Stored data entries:

____________________

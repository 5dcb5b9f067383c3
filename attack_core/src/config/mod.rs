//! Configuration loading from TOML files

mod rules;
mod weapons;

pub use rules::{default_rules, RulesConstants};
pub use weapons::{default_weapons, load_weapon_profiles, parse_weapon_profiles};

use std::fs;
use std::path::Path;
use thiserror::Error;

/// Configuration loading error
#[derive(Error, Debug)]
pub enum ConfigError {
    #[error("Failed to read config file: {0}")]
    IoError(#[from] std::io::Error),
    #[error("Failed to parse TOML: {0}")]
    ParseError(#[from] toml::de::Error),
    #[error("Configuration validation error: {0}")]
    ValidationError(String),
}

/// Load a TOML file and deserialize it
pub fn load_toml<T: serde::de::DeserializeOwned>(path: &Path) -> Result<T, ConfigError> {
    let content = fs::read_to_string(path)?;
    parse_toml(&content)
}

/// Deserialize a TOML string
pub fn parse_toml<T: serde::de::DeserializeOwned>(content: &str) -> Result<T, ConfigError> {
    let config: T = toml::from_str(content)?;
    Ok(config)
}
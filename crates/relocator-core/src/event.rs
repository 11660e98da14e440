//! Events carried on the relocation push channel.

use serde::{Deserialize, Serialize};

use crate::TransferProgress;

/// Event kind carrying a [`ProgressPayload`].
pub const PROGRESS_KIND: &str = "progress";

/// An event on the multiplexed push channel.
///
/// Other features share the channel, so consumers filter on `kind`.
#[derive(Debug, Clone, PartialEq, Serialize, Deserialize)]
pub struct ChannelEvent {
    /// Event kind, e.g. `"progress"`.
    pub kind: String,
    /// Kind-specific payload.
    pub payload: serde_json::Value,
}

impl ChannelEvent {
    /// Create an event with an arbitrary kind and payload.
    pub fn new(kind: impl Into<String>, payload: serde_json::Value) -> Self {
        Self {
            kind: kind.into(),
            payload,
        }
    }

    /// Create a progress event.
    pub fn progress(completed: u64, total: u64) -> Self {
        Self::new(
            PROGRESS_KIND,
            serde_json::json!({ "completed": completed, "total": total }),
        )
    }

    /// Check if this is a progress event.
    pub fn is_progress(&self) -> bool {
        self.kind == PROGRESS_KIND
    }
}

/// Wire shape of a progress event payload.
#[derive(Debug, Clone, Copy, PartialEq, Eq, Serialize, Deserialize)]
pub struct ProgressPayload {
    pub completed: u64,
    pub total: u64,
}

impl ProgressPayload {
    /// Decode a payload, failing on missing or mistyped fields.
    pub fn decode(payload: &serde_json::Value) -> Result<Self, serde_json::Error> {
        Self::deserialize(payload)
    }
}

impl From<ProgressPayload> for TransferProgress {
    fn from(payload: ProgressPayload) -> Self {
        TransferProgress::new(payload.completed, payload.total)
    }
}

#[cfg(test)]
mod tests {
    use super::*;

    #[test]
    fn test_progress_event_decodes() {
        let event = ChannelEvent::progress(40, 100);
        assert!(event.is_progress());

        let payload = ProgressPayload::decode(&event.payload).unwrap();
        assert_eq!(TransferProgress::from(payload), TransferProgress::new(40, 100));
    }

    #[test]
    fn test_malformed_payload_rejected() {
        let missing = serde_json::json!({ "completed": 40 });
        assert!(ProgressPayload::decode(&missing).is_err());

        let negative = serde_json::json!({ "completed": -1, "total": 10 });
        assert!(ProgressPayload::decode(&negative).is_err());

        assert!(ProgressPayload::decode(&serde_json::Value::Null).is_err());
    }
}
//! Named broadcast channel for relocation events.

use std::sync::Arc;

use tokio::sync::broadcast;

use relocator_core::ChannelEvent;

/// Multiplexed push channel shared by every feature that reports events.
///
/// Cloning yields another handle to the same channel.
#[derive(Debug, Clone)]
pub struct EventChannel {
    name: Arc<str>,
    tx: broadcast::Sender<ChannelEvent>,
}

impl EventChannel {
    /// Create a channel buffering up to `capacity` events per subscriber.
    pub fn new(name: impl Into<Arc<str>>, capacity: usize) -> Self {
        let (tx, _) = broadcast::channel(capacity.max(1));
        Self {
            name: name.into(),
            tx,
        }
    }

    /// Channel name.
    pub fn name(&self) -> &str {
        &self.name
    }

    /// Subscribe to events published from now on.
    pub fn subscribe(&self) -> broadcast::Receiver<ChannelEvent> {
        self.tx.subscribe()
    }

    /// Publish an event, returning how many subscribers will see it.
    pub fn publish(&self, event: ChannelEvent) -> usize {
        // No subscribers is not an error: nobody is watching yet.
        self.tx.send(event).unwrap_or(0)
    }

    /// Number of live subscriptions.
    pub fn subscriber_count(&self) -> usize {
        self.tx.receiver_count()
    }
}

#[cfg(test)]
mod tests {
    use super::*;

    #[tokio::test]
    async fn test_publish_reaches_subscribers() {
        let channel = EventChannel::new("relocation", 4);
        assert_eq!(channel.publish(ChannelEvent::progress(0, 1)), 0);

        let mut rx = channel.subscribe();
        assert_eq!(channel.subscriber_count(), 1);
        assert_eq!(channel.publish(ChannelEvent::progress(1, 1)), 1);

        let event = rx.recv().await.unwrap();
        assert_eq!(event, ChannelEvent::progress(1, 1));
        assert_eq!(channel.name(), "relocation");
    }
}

____________________

• **How to complete this task**: Could you return all lines from the data above that contain the string "negative"?

• **Response to this task**:
        let negative = serde_json::json!({ "completed": -1, "total": 10 });
        assert!(ProgressPayload::decode(&negative).is_err());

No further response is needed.